Always get a Lambert in, I say. Rising star Spielmann has a few hectares mostly around Epfig. Pinot Auxerrois off clay, the juice was infused with Pinot Noir skins from the previous vintage for a week before pressing. Think cranberry juice with strawberry and raspberry, refreshing, definitely exciting. Imported by Tutto Wines, this one purchased from the much-missed Noble Fine Liquor.

APRIL:

Promised Land Riesling Brut Nature 2017, Charlie Herring Wines (Hampshire, England)

Whether Tim Phillips’s 2017 Promised Land is better than the 2014 I drank very recently I’m not sure, but traditional method Sparkling Riesling of this quality is hard to find in Germany, let alone England. Four years on lees, minimal sulphur, at this stage it’s for acid hounds like me, but of course the acid backbone is far from all there is to this wine, which is also as delicate as the frost on my drive. Emotionally, my favourite Charlie Herring cuvée. Try Solent Cellar, Les Caves de Pyrene, or one of Tim’s open days.

MAY:

Chardonnay 2021, Jonas Dostert (Mosel, Germany)

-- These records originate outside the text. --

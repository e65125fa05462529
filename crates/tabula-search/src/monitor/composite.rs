// Copyright (c) 2025 Felix Kahle.
//
// Permission is hereby granted, free of charge, to any person obtaining
// a copy of this software and associated documentation files (the
// "Software"), to deal in the Software without restriction, including
// without limitation the rights to use, copy, modify, merge, publish,
// distribute, sublicense, and/or sell copies of the Software, and to
// permit persons to whom the Software is furnished to do so, subject to
// the following conditions:
//
// The above copyright notice and this permission notice shall be
// included in all copies or substantial portions of the Software.
//
// THE SOFTWARE IS PROVIDED "AS IS", WITHOUT WARRANTY OF ANY KIND,
// EXPRESS OR IMPLIED, INCLUDING BUT NOT LIMITED TO THE WARRANTIES OF
// MERCHANTABILITY, FITNESS FOR A PARTICULAR PURPOSE AND
// NONINFRINGEMENT. IN NO EVENT SHALL THE AUTHORS OR COPYRIGHT HOLDERS BE
// LIABLE FOR ANY CLAIM, DAMAGES OR OTHER LIABILITY, WHETHER IN AN ACTION
// OF CONTRACT, TORT OR OTHERWISE, ARISING FROM, OUT OF OR IN CONNECTION
// WITH THE SOFTWARE OR THE USE OR OTHER DEALINGS IN THE SOFTWARE.

//! # Composite Monitor
//!
//! Aggregates any number of monitors behind the single `SearchMonitor`
//! interface. Lifecycle events fan out to every member; `search_command`
//! returns the first `Terminate` verdict, so the most restrictive budget
//! wins.

use crate::monitor::search_monitor::{SearchCommand, SearchMonitor};
use tabula_model::{candidate::ScheduleCandidate, catalog::Catalog};

#[derive(Default)]
pub struct CompositeMonitor<'a> {
    monitors: Vec<Box<dyn SearchMonitor + 'a>>,
}

impl<'a> CompositeMonitor<'a> {
    /// Creates an empty composite. With no members it always continues.
    #[inline]
    pub fn new() -> Self {
        Self {
            monitors: Vec::new(),
        }
    }

    /// Adds a monitor to the composite.
    #[inline]
    pub fn add_monitor<M>(&mut self, monitor: M) -> &mut Self
    where
        M: SearchMonitor + 'a,
    {
        self.monitors.push(Box::new(monitor));
        self
    }

    /// Returns the number of aggregated monitors.
    #[inline]
    pub fn len(&self) -> usize {
        self.monitors.len()
    }

    /// Returns `true` if no monitor was added.
    #[inline]
    pub fn is_empty(&self) -> bool {
        self.monitors.is_empty()
    }
}

impl SearchMonitor for CompositeMonitor<'_> {
    fn name(&self) -> &str {
        "CompositeMonitor"
    }

    fn on_enter_search(&mut self, catalog: &Catalog) {
        for monitor in &mut self.monitors {
            monitor.on_enter_search(catalog);
        }
    }

    fn on_exit_search(&mut self) {
        for monitor in &mut self.monitors {
            monitor.on_exit_search();
        }
    }

    fn on_candidate_found(&mut self, candidate: &ScheduleCandidate) {
        for monitor in &mut self.monitors {
            monitor.on_candidate_found(candidate);
        }
    }

    #[inline]
    fn on_step(&mut self) {
        for monitor in &mut self.monitors {
            monitor.on_step();
        }
    }

    fn search_command(&self) -> SearchCommand {
        for monitor in &self.monitors {
            if let SearchCommand::Terminate(reason) = monitor.search_command() {
                return SearchCommand::Terminate(reason);
            }
        }
        SearchCommand::Continue
    }
}

impl std::fmt::Debug for CompositeMonitor<'_> {
    fn fmt(&self, f: &mut std::fmt::Formatter<'_>) -> std::fmt::Result {
        let names: Vec<&str> = self.monitors.iter().map(|m| m.name()).collect();
        write!(f, "CompositeMonitor({:?})", names)
    }
}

Jonas is a star among rising stars of Germany’s wider Mosel region. German Chardonnay can be much underrated but this was just so good. Large used oak, almost zero intervention (minimal sulphur only if needed), this balances poise and charm with just the right amounts of freshness and fat on the bone. €28 from Feral in Bordeaux, Newcomer Wines began importing Dostert this year but I’m yet to see the Chardonnay in the UK.

JUNE :

Elbling “Roches Liquide” 2022, Racines Rebelles (Moselle, Luxembourg)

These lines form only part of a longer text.